Try it: Set down the records that follow in full and without changes.

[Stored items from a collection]
----
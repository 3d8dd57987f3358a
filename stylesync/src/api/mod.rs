mod extractors;
mod frontend;
mod routes;
mod state;
pub mod v1;

pub use routes::create_router;
pub use state::AppState;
----
Result of this task:
repository 3d8dd57987f3358a
filename stylesync/src/api/mod.rs
mod extractors;
mod frontend;
mod routes;
mod state;
pub mod v1;

pub use routes::create_router;
pub use state::AppState;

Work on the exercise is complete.